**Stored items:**

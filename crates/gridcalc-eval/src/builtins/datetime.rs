//! Date and time functions (`spec.md` §4.5, §4.7 date-system glossary).
//! `TODAY`/`NOW` read the wall clock rather than the workbook, so they are
//! the one place this crate calls into `chrono`'s `Local::now` directly.

use chrono::{Datelike, Local, NaiveDate};

use gridcalc_common::ErrorCode;

use crate::builtins::support::{optional_number, single_number};
use crate::evaluator::Scope;
use crate::registry::{EvalContext, FunctionEntry};
use crate::values::EvalValue;

type Entries = Vec<(&'static str, FunctionEntry)>;

pub fn entries() -> Entries {
    vec![
        ("TODAY", FunctionEntry::Eager(today)),
        ("NOW", FunctionEntry::Eager(now)),
        ("DATE", FunctionEntry::Eager(date)),
        ("YEAR", FunctionEntry::Eager(year)),
        ("MONTH", FunctionEntry::Eager(month)),
        ("DAY", FunctionEntry::Eager(day)),
        ("WEEKDAY", FunctionEntry::Eager(weekday)),
        ("EDATE", FunctionEntry::Eager(edate)),
        ("EOMONTH", FunctionEntry::Eager(eomonth)),
        ("DATEDIF", FunctionEntry::Eager(datedif)),
        ("WORKDAY", FunctionEntry::Eager(workday)),
    ]
}

fn today(_: &[EvalValue], ctx: &dyn EvalContext, _: &Scope) -> EvalValue {
    let date = Local::now().date_naive();
    let dt = date.and_hms_opt(0, 0, 0).unwrap();
    EvalValue::number(ctx.workbook().date_system.datetime_to_serial(&dt))
}

fn now(_: &[EvalValue], ctx: &dyn EvalContext, _: &Scope) -> EvalValue {
    let dt = Local::now().naive_local();
    EvalValue::number(ctx.workbook().date_system.datetime_to_serial(&dt))
}

fn date(args: &[EvalValue], ctx: &dyn EvalContext, _: &Scope) -> EvalValue {
    let y = match single_number(args, 0) {
        Ok(n) => n as i32,
        Err(e) => return EvalValue::error(e),
    };
    let m = match single_number(args, 1) {
        Ok(n) => n as i32,
        Err(e) => return EvalValue::error(e),
    };
    let d = match single_number(args, 2) {
        Ok(n) => n as i32,
        Err(e) => return EvalValue::error(e),
    };
    // Normalize month/day overflow the way Excel does: DATE(2024,13,1) is
    // 2025-01-01, DATE(2024,1,32) is 2024-02-01.
    let total_months = y * 12 + (m - 1);
    let norm_year = total_months.div_euclid(12);
    let norm_month = total_months.rem_euclid(12) + 1;
    let Some(base) = NaiveDate::from_ymd_opt(norm_year, norm_month as u32, 1) else {
        return EvalValue::error(ErrorCode::Num);
    };
    let target = base + chrono::Duration::days((d - 1) as i64);
    let dt = target.and_hms_opt(0, 0, 0).unwrap();
    EvalValue::number(ctx.workbook().date_system.datetime_to_serial(&dt))
}

fn to_date(args: &[EvalValue], ctx: &dyn EvalContext, index: usize) -> Result<NaiveDate, ErrorCode> {
    let serial = single_number(args, index)?;
    Ok(ctx.workbook().date_system.serial_to_datetime(serial).date())
}

fn year(args: &[EvalValue], ctx: &dyn EvalContext, _: &Scope) -> EvalValue {
    match to_date(args, ctx, 0) {
        Ok(d) => EvalValue::number(d.year() as f64),
        Err(e) => EvalValue::error(e),
    }
}

fn month(args: &[EvalValue], ctx: &dyn EvalContext, _: &Scope) -> EvalValue {
    match to_date(args, ctx, 0) {
        Ok(d) => EvalValue::number(d.month() as f64),
        Err(e) => EvalValue::error(e),
    }
}

fn day(args: &[EvalValue], ctx: &dyn EvalContext, _: &Scope) -> EvalValue {
    match to_date(args, ctx, 0) {
        Ok(d) => EvalValue::number(d.day() as f64),
        Err(e) => EvalValue::error(e),
    }
}

/// `WEEKDAY(serial, [type])`: type 1 (default) is Sunday=1..Saturday=7.
fn weekday(args: &[EvalValue], ctx: &dyn EvalContext, _: &Scope) -> EvalValue {
    let d = match to_date(args, ctx, 0) {
        Ok(d) => d,
        Err(e) => return EvalValue::error(e),
    };
    let kind = match optional_number(args, 1, 1.0) {
        Ok(n) => n as i32,
        Err(e) => return EvalValue::error(e),
    };
    let sunday_based = d.weekday().num_days_from_sunday() as i64 + 1;
    let value = match kind {
        1 => sunday_based,
        2 => ((sunday_based + 5) % 7) + 1,
        3 => (sunday_based + 5) % 7,
        _ => return EvalValue::error(ErrorCode::Num),
    };
    EvalValue::number(value as f64)
}

fn edate(args: &[EvalValue], ctx: &dyn EvalContext, _: &Scope) -> EvalValue {
    let d = match to_date(args, ctx, 0) {
        Ok(d) => d,
        Err(e) => return EvalValue::error(e),
    };
    let months = match single_number(args, 1) {
        Ok(n) => n as i32,
        Err(e) => return EvalValue::error(e),
    };
    match shift_months(d, months) {
        Some(result) => {
            let dt = result.and_hms_opt(0, 0, 0).unwrap();
            EvalValue::number(ctx.workbook().date_system.datetime_to_serial(&dt))
        }
        None => EvalValue::error(ErrorCode::Num),
    }
}

fn eomonth(args: &[EvalValue], ctx: &dyn EvalContext, _: &Scope) -> EvalValue {
    let d = match to_date(args, ctx, 0) {
        Ok(d) => d,
        Err(e) => return EvalValue::error(e),
    };
    let months = match single_number(args, 1) {
        Ok(n) => n as i32,
        Err(e) => return EvalValue::error(e),
    };
    let Some(shifted) = shift_months(d, months) else {
        return EvalValue::error(ErrorCode::Num);
    };
    let Some(first_of_next) = NaiveDate::from_ymd_opt(
        shifted.year() + (shifted.month() == 12) as i32,
        if shifted.month() == 12 { 1 } else { shifted.month() + 1 },
        1,
    ) else {
        return EvalValue::error(ErrorCode::Num);
    };
    let last_day = first_of_next.pred_opt().unwrap();
    let dt = last_day.and_hms_opt(0, 0, 0).unwrap();
    EvalValue::number(ctx.workbook().date_system.datetime_to_serial(&dt))
}

fn shift_months(d: NaiveDate, months: i32) -> Option<NaiveDate> {
    let total = d.year() * 12 + (d.month() as i32 - 1) + months;
    let year = total.div_euclid(12);
    let month = total.rem_euclid(12) + 1;
    let last_day_of_month = NaiveDate::from_ymd_opt(year + (month == 12) as i32, if month == 12 { 1 } else { month as u32 + 1 }, 1)?
        .pred_opt()?
        .day();
    NaiveDate::from_ymd_opt(year, month as u32, d.day().min(last_day_of_month))
}

/// `DATEDIF(start, end, unit)`: `"Y"`, `"M"`, `"D"`, `"YM"`, `"MD"`, `"YD"`.
fn datedif(args: &[EvalValue], ctx: &dyn EvalContext, _: &Scope) -> EvalValue {
    let start = match to_date(args, ctx, 0) {
        Ok(d) => d,
        Err(e) => return EvalValue::error(e),
    };
    let end = match to_date(args, ctx, 1) {
        Ok(d) => d,
        Err(e) => return EvalValue::error(e),
    };
    let unit = match args.get(2).map(|v| v.coerce_text()) {
        Some(Ok(s)) => s.to_ascii_uppercase(),
        Some(Err(e)) => return EvalValue::error(e),
        None => return EvalValue::error(ErrorCode::Value),
    };
    if end < start {
        return EvalValue::error(ErrorCode::Num);
    }
    let months_total = (end.year() - start.year()) * 12 + (end.month() as i32 - start.month() as i32)
        - if end.day() < start.day() { 1 } else { 0 };
    match unit.as_str() {
        "D" => EvalValue::number((end - start).num_days() as f64),
        "Y" => EvalValue::number((months_total / 12) as f64),
        "M" => EvalValue::number(months_total as f64),
        "YM" => EvalValue::number((months_total % 12) as f64),
        "MD" => {
            let anchor = shift_months(end, -months_total).unwrap_or(end);
            EvalValue::number((end - anchor.max(start)).num_days().max(0) as f64)
        }
        "YD" => {
            let anchor = shift_months(end, -(months_total - (months_total % 12))).unwrap_or(end);
            EvalValue::number((end - anchor.max(start)).num_days().max(0) as f64)
        }
        _ => EvalValue::error(ErrorCode::Num),
    }
}

/// `WORKDAY(start, days, [holidays])` -- holidays (a range of serials) are
/// an optional exclusion list; weekends are always Saturday/Sunday.
fn workday(args: &[EvalValue], ctx: &dyn EvalContext, _: &Scope) -> EvalValue {
    let start = match to_date(args, ctx, 0) {
        Ok(d) => d,
        Err(e) => return EvalValue::error(e),
    };
    let days = match single_number(args, 1) {
        Ok(n) => n as i64,
        Err(e) => return EvalValue::error(e),
    };
    let holidays: Vec<NaiveDate> = match args.get(2) {
        Some(v) => v
            .flatten()
            .into_iter()
            .filter_map(|s| s.coerce_number().ok())
            .map(|serial| ctx.workbook().date_system.serial_to_datetime(serial).date())
            .collect(),
        None => Vec::new(),
    };
    let step: i64 = if days >= 0 { 1 } else { -1 };
    let mut remaining = days.abs();
    let mut current = start;
    while remaining > 0 {
        current += chrono::Duration::days(step);
        let is_weekend = matches!(current.weekday(), chrono::Weekday::Sat | chrono::Weekday::Sun);
        if !is_weekend && !holidays.contains(&current) {
            remaining -= 1;
        }
    }
    let dt = current.and_hms_opt(0, 0, 0).unwrap();
    EvalValue::number(ctx.workbook().date_system.datetime_to_serial(&dt))
}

**TASK TO CARRY OUT:** Could you restate, word for word, the lines above from the one with "let holidays: Vec<NaiveDate>" to the one with "while remaining >", both included?

**EXERCISE RESPONSE:**
    let holidays: Vec<NaiveDate> = match args.get(2) {
        Some(v) => v
            .flatten()
            .into_iter()
            .filter_map(|s| s.coerce_number().ok())
            .map(|serial| ctx.workbook().date_system.serial_to_datetime(serial).date())
            .collect(),
        None => Vec::new(),
    };
    let step: i64 = if days >= 0 { 1 } else { -1 };
    let mut remaining = days.abs();
    let mut current = start;
    while remaining > 0 {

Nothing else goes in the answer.